* [Problem statement] Below are the records; copy out every line that holds the word "ExecuteNode".
START Data in this exercise
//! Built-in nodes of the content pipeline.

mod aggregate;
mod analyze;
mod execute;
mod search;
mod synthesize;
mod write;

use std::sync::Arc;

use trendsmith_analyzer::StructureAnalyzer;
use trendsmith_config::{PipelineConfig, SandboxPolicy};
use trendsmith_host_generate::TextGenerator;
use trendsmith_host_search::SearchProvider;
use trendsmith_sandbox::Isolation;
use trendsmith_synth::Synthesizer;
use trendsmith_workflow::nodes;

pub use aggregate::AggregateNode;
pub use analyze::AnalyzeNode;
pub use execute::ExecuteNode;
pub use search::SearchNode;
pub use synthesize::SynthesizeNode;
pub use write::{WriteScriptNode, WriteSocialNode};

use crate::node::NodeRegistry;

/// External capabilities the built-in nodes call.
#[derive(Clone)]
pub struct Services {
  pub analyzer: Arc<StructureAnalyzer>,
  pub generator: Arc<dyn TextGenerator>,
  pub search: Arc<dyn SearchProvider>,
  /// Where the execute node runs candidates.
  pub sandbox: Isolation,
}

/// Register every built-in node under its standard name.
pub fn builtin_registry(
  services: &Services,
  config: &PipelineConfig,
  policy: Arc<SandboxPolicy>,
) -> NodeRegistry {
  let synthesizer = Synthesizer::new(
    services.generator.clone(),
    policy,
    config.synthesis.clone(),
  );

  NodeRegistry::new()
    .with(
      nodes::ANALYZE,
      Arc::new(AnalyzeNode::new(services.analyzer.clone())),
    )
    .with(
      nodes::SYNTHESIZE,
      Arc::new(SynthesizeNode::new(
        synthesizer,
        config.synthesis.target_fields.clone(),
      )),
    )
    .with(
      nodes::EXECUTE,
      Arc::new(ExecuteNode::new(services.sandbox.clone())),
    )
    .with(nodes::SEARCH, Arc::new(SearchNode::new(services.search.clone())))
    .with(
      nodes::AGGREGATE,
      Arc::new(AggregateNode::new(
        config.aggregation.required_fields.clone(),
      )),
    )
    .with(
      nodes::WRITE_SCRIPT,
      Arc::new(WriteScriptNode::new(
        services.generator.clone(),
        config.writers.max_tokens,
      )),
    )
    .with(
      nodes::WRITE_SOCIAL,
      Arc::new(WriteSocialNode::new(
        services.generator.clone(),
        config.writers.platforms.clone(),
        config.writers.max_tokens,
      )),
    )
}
END Data in this exercise
* [Exercise answer]
pub use execute::ExecuteNode;
      Arc::new(ExecuteNode::new(services.sandbox.clone())),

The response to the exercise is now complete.